A better TV reporter resume reel

If you’re one of the thousands of journalism graduates looking for an on-air job in TV news right now, this post is for you.

By now you’ve probably put together your resume reel and posted it on YouTube or elsewhere online.  And, if you’re like most others hunting for reporting jobs, your reel begins with a series of stand-ups that showcase your on-cam capabilities.

“The montage at the top of the resume is the standard,” says  WKRC  news director Kirk Varner.  “It got started because news directors didn’t want to wait through half a package to get to the first stand-up.”

Dave Cupp, a long-time former news director turned educator, says research shows that most news directors watch the montage for approximately seven seconds before deciding if a candidate has what it takes.

So how do you make those stand-ups sizzle?

“Don’t rush – explain – you need to speak as if everything you’re saying is the most important thing you’ve ever said,” Cupp says.

Watch what you’re wearing.  Varner says you need to look like you understand how professional journalists dress.  For example, news director Jeff Houston’s station, WTVA in Tupelo, Miss., has a strict dress code.

“My advice?  Dress to make your mom happy,” says Houston.

For Varner and Cupp creating “interactive stand-ups,” those that reference your location, involve props or purposeful movement, are critical.

“If you’re standing in the middle of a corn field, you’d better have an ear of corn in your hand,” says Varner.  “You have to be aware of what’s around you when you are on camera.”

After the stand-ups?

“Don’t put your anchoring on there if you’re right out of college,” says Houston. “Showcase your storytelling ability.”

Cupp says you should put your best story right after the stand-ups, regardless of whether it’s hard news or a feature.

“Then shake it up, show your versatility,” Cupp adds.

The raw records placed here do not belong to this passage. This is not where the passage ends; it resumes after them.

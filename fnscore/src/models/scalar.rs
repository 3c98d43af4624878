//! Loosely typed scalars from JSON input.

use crate::util::leading_float;
use serde::{Deserialize, Serialize};
use std::fmt;

/// A value that may be written either as a JSON number or as a string,
/// such as a decay `origin` or a variable bound.
#[derive(Debug, Clone, PartialEq, Serialize, Deserialize)]
#[serde(untagged)]
pub enum ScalarValue {
    Number(f64),
    Text(String),
}

impl ScalarValue {
    /// Numeric reading of the value. Strings use their leading number, so
    /// `"50"` is 50 and `"2024-06-01"` is 2024.
    pub fn as_number(&self) -> Option<f64> {
        match self {
            Self::Number(n) => Some(*n),
            Self::Text(s) => leading_float(s),
        }
    }
}

impl From<f64> for ScalarValue {
    fn from(value: f64) -> Self {
        Self::Number(value)
    }
}

impl From<i32> for ScalarValue {
    fn from(value: i32) -> Self {
        Self::Number(f64::from(value))
    }
}

impl From<&str> for ScalarValue {
    fn from(value: &str) -> Self {
        Self::Text(value.to_string())
    }
}

impl From<String> for ScalarValue {
    fn from(value: String) -> Self {
        Self::Text(value)
    }
}

impl fmt::Display for ScalarValue {
    fn fmt(&self, f: &mut fmt::Formatter<'_>) -> fmt::Result {
        match self {
            Self::Number(n) => write!(f, "{}", n),
            Self::Text(s) => write!(f, "{}", s),
        }
    }
}

#[cfg(test)]
mod tests {
    use super::*;

    #[test]
    fn test_untagged_deserialization() {
        let n: ScalarValue = serde_json::from_str("50").unwrap();
        let s: ScalarValue = serde_json::from_str("\"50.5\"").unwrap();
        assert_eq!(n, ScalarValue::Number(50.0));
        assert_eq!(s, ScalarValue::Text("50.5".to_string()));
    }

    #[test]
    fn test_as_number() {
        assert_eq!(ScalarValue::from(3.5).as_number(), Some(3.5));
        assert_eq!(ScalarValue::from("42").as_number(), Some(42.0));
        assert_eq!(ScalarValue::from("2024-06-01").as_number(), Some(2024.0));
        assert_eq!(ScalarValue::from("now").as_number(), None);
    }
}
//! Elasticsearch duration strings.
//!
//! Decay functions on date fields express `scale` and `offset` as durations
//! (`"30d"`, `"12h"`). Everything is normalised to milliseconds so that the
//! same curve code serves numeric and date fields.

use super::numeric::leading_float;
use lazy_static::lazy_static;
use regex::Regex;
use serde::{Deserialize, Serialize};
use std::fmt;
use std::str::FromStr;

/// Time units understood by [`parse_duration_str`]. Only lowercase suffixes
/// are recognised.
#[derive(Debug, Clone, Copy, PartialEq, Eq, Serialize, Deserialize)]
#[serde(rename_all = "lowercase")]
pub enum DurationUnit {
    Millis,
    Seconds,
    Minutes,
    Hours,
    Days,
    Weeks,
}

impl DurationUnit {
    /// Number of milliseconds in one unit.
    pub const fn millis(self) -> f64 {
        match self {
            Self::Millis => 1.0,
            Self::Seconds => 1_000.0,
            Self::Minutes => 60_000.0,
            Self::Hours => 3_600_000.0,
            Self::Days => 86_400_000.0,
            Self::Weeks => 604_800_000.0,
        }
    }

    /// The suffix used in duration strings.
    pub const fn suffix(self) -> &'static str {
        match self {
            Self::Millis => "ms",
            Self::Seconds => "s",
            Self::Minutes => "m",
            Self::Hours => "h",
            Self::Days => "d",
            Self::Weeks => "w",
        }
    }
}

impl fmt::Display for DurationUnit {
    fn fmt(&self, f: &mut fmt::Formatter<'_>) -> fmt::Result {
        f.write_str(self.suffix())
    }
}

impl FromStr for DurationUnit {
    type Err = String;

    fn from_str(s: &str) -> Result<Self, Self::Err> {
        match s {
            "ms" => Ok(Self::Millis),
            "s" => Ok(Self::Seconds),
            "m" => Ok(Self::Minutes),
            "h" => Ok(Self::Hours),
            "d" => Ok(Self::Days),
            "w" => Ok(Self::Weeks),
            _ => Err(format!("Invalid duration unit: {}", s)),
        }
    }
}

/// A `scale`/`offset` as written in a function definition: either a bare
/// number (already in the field's unit) or a duration string.
#[derive(Debug, Clone, PartialEq, Serialize, Deserialize)]
#[serde(untagged)]
pub enum DurationValue {
    Number(f64),
    Text(String),
}

impl DurationValue {
    /// Resolve to milliseconds (or the raw number for numeric fields).
    pub fn to_millis(&self) -> f64 {
        parse_duration(self)
    }
}

impl From<f64> for DurationValue {
    fn from(value: f64) -> Self {
        Self::Number(value)
    }
}

impl From<&str> for DurationValue {
    fn from(value: &str) -> Self {
        Self::Text(value.to_string())
    }
}

/// Convert a number or a duration string to milliseconds.
///
/// Numbers are returned unchanged; strings go through [`parse_duration_str`].
pub fn parse_duration(value: &DurationValue) -> f64 {
    match value {
        DurationValue::Number(n) => *n,
        DurationValue::Text(s) => parse_duration_str(s),
    }
}

/// Convert a duration string such as `"30d"` or `"1.5h"` to milliseconds.
///
/// Strings that do not match `<number><unit>` fall back to their leading
/// number (`"10x"` → 10, `"5D"` → 5) and to 0 when there is none. The result
/// is always finite.
pub fn parse_duration_str(duration: &str) -> f64 {
    lazy_static! {
        static ref DURATION_REGEX: Regex = Regex::new(r"^(\d+(?:\.\d+)?)(ms|s|m|h|d|w)$").unwrap();
    }

    let parsed = match DURATION_REGEX.captures(duration) {
        Some(caps) => {
            let value = caps[1].parse::<f64>().unwrap_or(0.0);
            let unit = caps[2].parse::<DurationUnit>().unwrap_or(DurationUnit::Millis);
            value * unit.millis()
        }
        None => {
            tracing::trace!(duration, "duration has no recognised unit, using leading number");
            leading_float(duration).unwrap_or(0.0)
        }
    };

    if parsed.is_finite() { parsed } else { 0.0 }
}
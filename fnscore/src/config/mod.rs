//! Configuration system for fnscore.
//!
//! Configuration is layered: built-in defaults, then an optional file, then
//! environment variables, with validation applied to the merged result.

mod builder;
mod loader;
mod models;
mod validation;

pub use builder::ConfigBuilder;
pub use loader::ConfigLoader;
pub use models::*;
pub use validation::validate_config;

/// Default configuration file names that the system will look for
pub const DEFAULT_CONFIG_FILES: &[&str] = &[
    "fnscore.toml",
    "fnscore.yaml",
    "fnscore.yml",
    "fnscore.json",
    ".fnscore/config.toml",
    ".fnscore/config.yaml",
    ".fnscore/config.yml",
    ".fnscore/config.json",
];

/// Environment variable prefix for fnscore configuration
pub const ENV_PREFIX: &str = "FNSCORE_";

/// Configuration error type
#[derive(Debug, thiserror::Error)]
pub enum ConfigError {
    /// Error occurred during file loading
    #[error("Failed to load configuration file: {0}")]
    FileLoadError(String),

    /// Error occurred during validation
    #[error("Configuration validation error: {0}")]
    ValidationError(String),

    /// Error occurred during parsing
    #[error("Configuration parsing error: {0}")]
    ParseError(String),
}

/// Result type for configuration operations
pub type Result<T> = std::result::Result<T, ConfigError>;
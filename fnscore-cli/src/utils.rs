use crate::args::{FunctionSourceArgs, VariableArgs};
use fnscore::FnScoreError;
use fnscore::models::{DataType, ScalarValue, SimulationVariable};
use fnscore::presets::Preset;
use fnscore::scoring::{FunctionDefinition, ScoreMode, parse_functions};
use fnscore::util::date_to_timestamp;
use std::io::Read;
use std::path::Path;

/// Read the function list from a file, stdin (`-`), a preset, or fall back
/// to the default preset.
pub fn load_functions(source: &FunctionSourceArgs) -> fnscore::Result<Vec<FunctionDefinition>> {
    if let Some(path) = &source.functions {
        let json = read_source(path)?;
        return parse_functions(&json);
    }

    let preset = match &source.preset {
        Some(name) => name.parse::<Preset>()?,
        None => Preset::default(),
    };
    tracing::debug!(preset = %preset, "using preset functions");
    Ok(preset.functions())
}

fn read_source(path: &Path) -> fnscore::Result<String> {
    if path == Path::new("-") {
        let mut buffer = String::new();
        std::io::stdin().read_to_string(&mut buffer)?;
        return Ok(buffer);
    }

    std::fs::read_to_string(path).map_err(|e| {
        FnScoreError::Other(format!(
            "Failed to read functions file {}: {}",
            path.display(),
            e
        ))
    })
}

/// Build the simulation variable from command-line overrides.
///
/// Changing the data type resets the range to that type's default before
/// explicit `--min`/`--max` are applied.
pub fn build_variable(args: &VariableArgs) -> fnscore::Result<SimulationVariable> {
    let mut variable = SimulationVariable::default();

    if let Some(data_type) = &args.data_type {
        variable = variable.with_data_type(parse_data_type(data_type)?);
    }
    if let Some(field) = &args.field {
        variable.field_name = field.clone();
    }
    if let Some(min) = &args.min {
        variable.min = parse_bound(min);
    }
    if let Some(max) = &args.max {
        variable.max = parse_bound(max);
    }

    variable.validate()?;
    Ok(variable)
}

fn parse_bound(raw: &str) -> ScalarValue {
    match raw.trim().parse::<f64>() {
        Ok(n) => ScalarValue::Number(n),
        Err(_) => ScalarValue::Text(raw.to_string()),
    }
}

pub fn parse_data_type(raw: &str) -> fnscore::Result<DataType> {
    raw.parse().map_err(|_| {
        FnScoreError::InvalidVariable(format!(
            "Invalid data type: {} (expected numeric or date)",
            raw
        ))
    })
}

/// Strict score mode parsing; the library's lenient fallback to `sum` would
/// hide typos on the command line.
pub fn parse_score_mode(raw: &str) -> fnscore::Result<ScoreMode> {
    raw.parse().map_err(|_| {
        let valid: Vec<&str> = ScoreMode::ALL.iter().map(|m| m.name()).collect();
        FnScoreError::Other(format!(
            "Invalid score mode: {} (expected one of {})",
            raw,
            valid.join(", ")
        ))
    })
}

/// Parse a single field value, accepting ISO dates for date fields.
pub fn parse_field_value(raw: &str, data_type: DataType) -> fnscore::Result<f64> {
    if let Ok(n) = raw.trim().parse::<f64>() {
        return Ok(n);
    }

    match data_type {
        DataType::Date => Ok(date_to_timestamp(raw)? as f64),
        DataType::Numeric => Err(FnScoreError::Other(format!(
            "Invalid field value: {} is not a number",
            raw
        ))),
    }
}
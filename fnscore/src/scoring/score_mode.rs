//! Combining several function scores into one.

use serde::{Deserialize, Serialize};
use std::fmt;
use std::str::FromStr;

/// How the scores of several functions at one point are merged
/// (Elasticsearch's `score_mode`).
///
/// Deserialisation is lenient: an unrecognised mode becomes [`ScoreMode::Sum`].
/// Use [`FromStr`] for strict parsing.
#[derive(Debug, Clone, Copy, Default, Serialize, Deserialize, PartialEq, Eq, Hash)]
#[serde(rename_all = "lowercase", from = "String")]
pub enum ScoreMode {
    /// Sum of all scores
    #[default]
    Sum,

    /// Product of all scores
    Multiply,

    /// Arithmetic mean
    Avg,

    /// Score of the first function
    First,

    /// Largest score
    Max,

    /// Smallest score
    Min,
}

impl ScoreMode {
    pub const ALL: [ScoreMode; 6] = [
        ScoreMode::Sum,
        ScoreMode::Multiply,
        ScoreMode::Avg,
        ScoreMode::First,
        ScoreMode::Max,
        ScoreMode::Min,
    ];

    pub const fn name(self) -> &'static str {
        match self {
            ScoreMode::Sum => "sum",
            ScoreMode::Multiply => "multiply",
            ScoreMode::Avg => "avg",
            ScoreMode::First => "first",
            ScoreMode::Max => "max",
            ScoreMode::Min => "min",
        }
    }

    /// Merge `scores` according to this mode. An empty slice gives 0.
    pub fn combine(self, scores: &[f64]) -> f64 {
        let Some(&first) = scores.first() else {
            return 0.0;
        };

        match self {
            ScoreMode::Sum => scores.iter().sum(),
            ScoreMode::Multiply => scores.iter().product(),
            ScoreMode::Avg => scores.iter().sum::<f64>() / scores.len() as f64,
            ScoreMode::First => first,
            ScoreMode::Max => scores.iter().copied().fold(f64::NEG_INFINITY, f64::max),
            ScoreMode::Min => scores.iter().copied().fold(f64::INFINITY, f64::min),
        }
    }
}

/// Merge `scores` with `mode`; see [`ScoreMode::combine`].
pub fn combine_scores(scores: &[f64], mode: ScoreMode) -> f64 {
    mode.combine(scores)
}

impl fmt::Display for ScoreMode {
    fn fmt(&self, f: &mut fmt::Formatter<'_>) -> fmt::Result {
        f.write_str(self.name())
    }
}

impl FromStr for ScoreMode {
    type Err = String;

    fn from_str(s: &str) -> Result<Self, Self::Err> {
        ScoreMode::ALL
            .into_iter()
            .find(|mode| mode.name() == s.to_lowercase())
            .ok_or_else(|| format!("Invalid score mode: {}", s))
    }
}

impl From<String> for ScoreMode {
    fn from(value: String) -> Self {
        value.parse().unwrap_or_else(|_| {
            tracing::debug!(score_mode = %value, "unrecognised score mode, using sum");
            ScoreMode::Sum
        })
    }
}

#[cfg(test)]
mod tests {
    use super::*;

    #[test]
    fn test_combine_modes() {
        let scores = [10.0, 20.0, 30.0];
        assert_eq!(combine_scores(&scores, ScoreMode::Sum), 60.0);
        assert_eq!(combine_scores(&scores, ScoreMode::Multiply), 6000.0);
        assert_eq!(combine_scores(&scores, ScoreMode::Avg), 20.0);
        assert_eq!(combine_scores(&scores, ScoreMode::First), 10.0);
        assert_eq!(combine_scores(&scores, ScoreMode::Max), 30.0);
        assert_eq!(combine_scores(&scores, ScoreMode::Min), 10.0);
    }

    #[test]
    fn test_empty_is_zero() {
        for mode in ScoreMode::ALL {
            assert_eq!(mode.combine(&[]), 0.0, "{mode}");
        }
    }

    #[test]
    fn test_single_score_is_identity() {
        for mode in ScoreMode::ALL {
            assert_eq!(mode.combine(&[4.5]), 4.5, "{mode}");
        }
    }

    #[test]
    fn test_first_keeps_order() {
        assert_eq!(ScoreMode::First.combine(&[3.0, 1.0, 2.0]), 3.0);
        assert_eq!(ScoreMode::Max.combine(&[-3.0, -1.0, -2.0]), -1.0);
        assert_eq!(ScoreMode::Min.combine(&[3.0, 1.0, 2.0]), 1.0);
    }

    #[test]
    fn test_strict_parse() {
        for mode in ScoreMode::ALL {
            assert_eq!(mode.to_string().parse::<ScoreMode>(), Ok(mode));
        }
        assert_eq!("AVG".parse::<ScoreMode>(), Ok(ScoreMode::Avg));
        assert!("median".parse::<ScoreMode>().is_err());
    }

    #[test]
    fn test_lenient_deserialize() {
        let mode: ScoreMode = serde_json::from_str("\"multiply\"").unwrap();
        assert_eq!(mode, ScoreMode::Multiply);

        let mode: ScoreMode = serde_json::from_str("\"median\"").unwrap();
        assert_eq!(mode, ScoreMode::Sum);

        assert_eq!(serde_json::to_string(&ScoreMode::Avg).unwrap(), "\"avg\"");
    }
}
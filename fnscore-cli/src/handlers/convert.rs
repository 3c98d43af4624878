//! Duration and date conversion handlers

use crate::args::{DateArgs, DurationArgs};
use crate::context::FnScoreCliContext;
use crate::output::{CliColors, OutputFormat};
use colored::Colorize;
use fnscore::util::{date_to_timestamp, parse_duration_str, timestamp_to_date};
use serde_json::json;

/// Result of converting one date or timestamp.
#[derive(Debug, Clone, PartialEq)]
pub struct DateConversion {
    pub timestamp: i64,
    pub date: String,
}

/// Convert `raw` in whichever direction applies: an integer is a millisecond
/// timestamp, anything else is parsed as an ISO date.
pub fn convert_date(raw: &str) -> fnscore::Result<DateConversion> {
    let raw = raw.trim();
    let timestamp = match raw.parse::<i64>() {
        Ok(timestamp) => timestamp,
        Err(_) => date_to_timestamp(raw)?,
    };
    Ok(DateConversion {
        timestamp,
        date: timestamp_to_date(timestamp)?,
    })
}

pub fn handle_duration_command(args: DurationArgs, ctx: &FnScoreCliContext) -> fnscore::Result<()> {
    let millis = parse_duration_str(&args.value);
    match ctx.output {
        OutputFormat::Json => println!(
            "{}",
            serde_json::to_string_pretty(&json!({ "input": args.value, "milliseconds": millis }))
                .unwrap_or_else(|_| "{}".to_string())
        ),
        OutputFormat::Csv => println!("input,milliseconds\n{},{}", args.value, millis),
        OutputFormat::Table => println!(
            "{} {} {}",
            args.value.color(CliColors::accent()).bold(),
            "=".color(CliColors::muted()),
            format!("{} ms", millis)
        ),
    }
    Ok(())
}

pub fn handle_date_command(args: DateArgs, ctx: &FnScoreCliContext) -> fnscore::Result<()> {
    let conversion = convert_date(&args.value)?;
    match ctx.output {
        OutputFormat::Json => println!(
            "{}",
            serde_json::to_string_pretty(&json!({
                "input": args.value,
                "timestamp": conversion.timestamp,
                "date": conversion.date,
            }))
            .unwrap_or_else(|_| "{}".to_string())
        ),
        OutputFormat::Csv => println!("timestamp,date\n{},{}", conversion.timestamp, conversion.date),
        OutputFormat::Table => println!(
            "{} {} {}",
            conversion.date.color(CliColors::accent()).bold(),
            "=".color(CliColors::muted()),
            format!("{} ms", conversion.timestamp)
        ),
    }
    Ok(())
}
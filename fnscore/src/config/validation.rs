//! Configuration validation utilities.

use super::ConfigError;
use super::models::*;

/// Validate the entire configuration.
pub fn validate_config(config: &FnScoreConfig) -> Result<(), ConfigError> {
    validate_simulation_config(&config.simulation)?;
    validate_logging_config(&config.logging)?;

    Ok(())
}

/// Validate simulation defaults.
pub(crate) fn validate_simulation_config(config: &SimulationConfig) -> Result<(), ConfigError> {
    if config.point_count == 0 {
        return Err(ConfigError::ValidationError(
            "point_count must be at least 1".to_string(),
        ));
    }

    if config.point_count == 1 {
        tracing::warn!(
            "point_count is 1; the sampling step divides by zero and the single point has no position"
        );
    }

    Ok(())
}

/// Validate logging configuration.
fn validate_logging_config(config: &LoggingConfig) -> Result<(), ConfigError> {
    if let Some(file) = &config.file {
        if file.as_os_str().is_empty() {
            return Err(ConfigError::ValidationError(
                "Log file path cannot be empty".to_string(),
            ));
        }
    }

    if !config.stdout && config.file.is_none() {
        tracing::warn!("logging has neither stdout nor a file sink; all log output is discarded");
    }

    Ok(())
}
//! Command enum definitions
//!
//! This module contains the CLI command enum that defines the command structure.

use crate::args::*;
use clap::Subcommand;

#[derive(Subcommand, Debug)]
pub enum Commands {
    /// Display version information
    Version,

    /// Sample functions across a field range and print the score curves
    #[command(
        alias = "sim",
        long_about = r#"
Evaluate every function at evenly spaced values of one field and print the
resulting curves: one column per function, plus a combined column when two
or more functions are given.

FUNCTION DEFINITIONS:
A JSON array in Elasticsearch function_score syntax, e.g.
  [{"field_value_factor": {"field": "popularity", "factor": 1.2, "modifier": "sqrt"}},
   {"gauss": {"created_at": {"origin": "2024-06-01", "scale": "30d"}}, "weight": 2}]

Supported: field_value_factor, gauss, linear, exp. Anything else scores 0.

EXAMPLES:
  # Default preset over popularity 0..100
  fnscore-cli simulate

  # Functions from a file, 11 points, multiplied together
  fnscore-cli simulate --functions scoring.json --points 11 --score-mode multiply

  # Date axis
  fnscore-cli simulate --preset gauss --field created_at --data-type date

  # Pipe JSON in and get CSV out
  cat scoring.json | fnscore-cli simulate --functions - --output csv
"#
    )]
    Simulate(SimulateArgs),

    /// Score functions at a single field value
    Score(ScoreArgs),

    /// List presets or print one preset's function JSON
    Presets(PresetsArgs),

    /// Convert a duration string to milliseconds
    Duration(DurationArgs),

    /// Convert between ISO dates and millisecond timestamps
    Date(DateArgs),

    /// Generate shell completion scripts
    Completions(CompletionsArgs),
}
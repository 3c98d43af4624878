use crate::output::OutputFormat;
use fnscore::config::{ConfigLoader, FnScoreConfig, LogLevel, LoggingConfig};
use std::path::Path;

/// State shared by every command: the loaded configuration and the
/// selected output format.
pub struct FnScoreCliContext {
    pub config: FnScoreConfig,
    pub output: OutputFormat,
}

impl FnScoreCliContext {
    /// Load configuration from `config_path`, or from the default locations
    /// when none is given, with `FNSCORE_` environment overrides on top.
    pub fn new(config_path: Option<&Path>, output: OutputFormat) -> fnscore::Result<Self> {
        let config = ConfigLoader::load(config_path)?;
        Ok(Self { config, output })
    }

    pub fn with_config(config: FnScoreConfig, output: OutputFormat) -> Self {
        Self { config, output }
    }

    /// The `[logging]` section of the configuration, with the level replaced
    /// by `level_override` when the command line asked for one.
    pub fn logging_config(&self, level_override: Option<LogLevel>) -> LoggingConfig {
        let mut logging = self.config.logging.clone();
        if let Some(level) = level_override {
            logging.level = level;
        }
        logging
    }

    /// Install the global subscriber. Console output goes to stderr so that
    /// stdout only carries command results.
    pub fn init_logging(&self, level_override: Option<LogLevel>) -> fnscore::Result<()> {
        fnscore::logging::init_with_console(&self.logging_config(level_override), std::io::stderr)?;
        tracing::debug!(
            point_count = self.config.simulation.point_count,
            score_mode = %self.config.simulation.score_mode,
            "configuration loaded"
        );
        Ok(())
    }
}
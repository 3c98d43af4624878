//! Lenient number extraction.

use lazy_static::lazy_static;
use regex::Regex;

/// Read the leading decimal number of `input`.
///
/// Mirrors what a browser's `parseFloat` accepts: leading whitespace, an
/// optional sign, digits with an optional fraction, an optional exponent, or
/// the literal `Infinity`. Anything after the number is ignored, so `"10x"`
/// yields `10.0` and `"5D"` yields `5.0`.
///
/// Returns `None` when the string does not start with a number.
pub fn leading_float(input: &str) -> Option<f64> {
    lazy_static! {
        static ref LEADING_FLOAT: Regex =
            Regex::new(r"^[+-]?(?:Infinity|(?:\d+\.?\d*|\.\d+)(?:[eE][+-]?\d+)?)").unwrap();
    }

    let text = LEADING_FLOAT.find(input.trim_start())?.as_str();
    let (negative, magnitude) = match text.strip_prefix('-') {
        Some(rest) => (true, rest),
        None => (false, text.strip_prefix('+').unwrap_or(text)),
    };

    let value = if magnitude == "Infinity" {
        f64::INFINITY
    } else {
        magnitude.parse::<f64>().ok()?
    };

    Some(if negative { -value } else { value })
}

#[cfg(test)]
mod tests {
    use super::*;

    #[test]
    fn test_plain_numbers() {
        assert_eq!(leading_float("1234"), Some(1234.0));
        assert_eq!(leading_float("12.5"), Some(12.5));
        assert_eq!(leading_float(".5"), Some(0.5));
        assert_eq!(leading_float("-3"), Some(-3.0));
        assert_eq!(leading_float("+7.25"), Some(7.25));
    }

    #[test]
    fn test_trailing_garbage_is_ignored() {
        assert_eq!(leading_float("10x"), Some(10.0));
        assert_eq!(leading_float("5D"), Some(5.0));
        assert_eq!(leading_float("2024-06-01"), Some(2024.0));
        assert_eq!(leading_float("1e"), Some(1.0));
    }

    #[test]
    fn test_exponent_and_whitespace() {
        assert_eq!(leading_float("  1.5e3ms"), Some(1500.0));
        assert_eq!(leading_float("2E-2"), Some(0.02));
    }

    #[test]
    fn test_infinity_literal() {
        assert_eq!(leading_float("Infinity"), Some(f64::INFINITY));
        assert_eq!(leading_float("-Infinity"), Some(f64::NEG_INFINITY));
    }

    #[test]
    fn test_no_leading_number() {
        assert_eq!(leading_float(""), None);
        assert_eq!(leading_float("invalid"), None);
        assert_eq!(leading_float("-"), None);
        assert_eq!(leading_float("d5"), None);
    }
}
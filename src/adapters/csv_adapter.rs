//! CSV file data adapter.

use crate::domain::error::EpisamplerError;
use crate::domain::row::Row;
use crate::ports::data_port::DataPort;
use chrono::NaiveDateTime;
use std::fs::File;
use std::path::PathBuf;

/// Layout of the CSV files a [`CsvAdapter`] reads.
#[derive(Debug, Clone, PartialEq)]
pub struct CsvOptions {
    pub delimiter: u8,
    pub has_header: bool,
    pub timestamp_format: String,
}

impl Default for CsvOptions {
    fn default() -> Self {
        Self {
            delimiter: b';',
            has_header: true,
            timestamp_format: "%Y%m%d %H%M%S".into(),
        }
    }
}

/// Reads `datetime, open, high, low, close[, volume]` rows from CSV files.
///
/// Relative source names resolve against `base_path`; absolute ones are used
/// as given.
pub struct CsvAdapter {
    base_path: PathBuf,
    options: CsvOptions,
}

impl CsvAdapter {
    pub fn new(base_path: PathBuf, options: CsvOptions) -> Self {
        Self { base_path, options }
    }

    fn csv_path(&self, source: &str) -> PathBuf {
        self.base_path.join(source)
    }
}

impl DataPort for CsvAdapter {
    fn fetch_rows(&self, source: &str) -> Result<Vec<Row>, EpisamplerError> {
        let path = self.csv_path(source);
        let file = File::open(&path).map_err(|e| EpisamplerError::DataUnavailable {
            reason: format!("failed to read {}: {}", path.display(), e),
        })?;

        let mut rdr = csv::ReaderBuilder::new()
            .delimiter(self.options.delimiter)
            .has_headers(self.options.has_header)
            .flexible(true)
            .trim(csv::Trim::All)
            .from_reader(file);

        let mut rows = Vec::new();
        for (line, result) in rdr.records().enumerate() {
            let record = result.map_err(|e| EpisamplerError::DataUnavailable {
                reason: format!("CSV parse error in {}: {}", path.display(), e),
            })?;
            if record.iter().all(|f| f.is_empty()) {
                continue;
            }

            let ts_str = record.get(0).ok_or_else(|| EpisamplerError::DataUnavailable {
                reason: format!("missing datetime column at record {}", line + 1),
            })?;
            let timestamp = NaiveDateTime::parse_from_str(ts_str, &self.options.timestamp_format)
                .map_err(|e| EpisamplerError::DataUnavailable {
                    reason: format!(
                        "invalid datetime '{}' at record {} (expected {}): {}",
                        ts_str,
                        line + 1,
                        self.options.timestamp_format,
                        e
                    ),
                })?;

            let volume = match record.get(5) {
                Some(v) if !v.is_empty() => parse_field(v, "volume", line)?,
                _ => 0.0,
            };

            rows.push(Row {
                timestamp,
                open: required_field(&record, 1, "open", line)?,
                high: required_field(&record, 2, "high", line)?,
                low: required_field(&record, 3, "low", line)?,
                close: required_field(&record, 4, "close", line)?,
                volume,
            });
        }

        Ok(rows)
    }
}

fn required_field(
    record: &csv::StringRecord,
    index: usize,
    name: &str,
    line: usize,
) -> Result<f64, EpisamplerError> {
    let value = record
        .get(index)
        .ok_or_else(|| EpisamplerError::DataUnavailable {
            reason: format!("missing {} column at record {}", name, line + 1),
        })?;
    parse_field(value, name, line)
}

fn parse_field(value: &str, name: &str, line: usize) -> Result<f64, EpisamplerError> {
    value
        .parse()
        .map_err(|e| EpisamplerError::DataUnavailable {
            reason: format!("invalid {} value '{}' at record {}: {}", name, value, line + 1, e),
        })
}
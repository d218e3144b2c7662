//! Diagnostic sink port trait.

use crate::domain::diagnostic::Diagnostic;

/// Receives structured events from the sampling core.
///
/// Implementations must be shareable across threads because nodes hand their
/// sink down to every child they produce.
pub trait DiagnosticSink: Send + Sync {
    fn emit(&self, diagnostic: Diagnostic);
}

Varner encourages students to find creative ways to simulate a live shot.  He described how one candidate delivered a story on camera for more than a minute without a single edit or any video relief.

“It gave me a sense of what he could do live, even though he didn’t have access to a live truck,” says Varner.

Other advice?

According to Varner, a recent grad’s biggest challenge is that he or she is competing against working professionals.

“The number one strike against you is your youth,” Varner says.

Cupp says, though you can’t instantly grow older, you can sound older.

“The instant way to sound more professional is to articulate clearly,” says Cupp.  “Just pronounce every sound in every word you say.”

For Houston, the advice is even simpler.

“Don’t make it complicated; make sure the  link to your resume works.”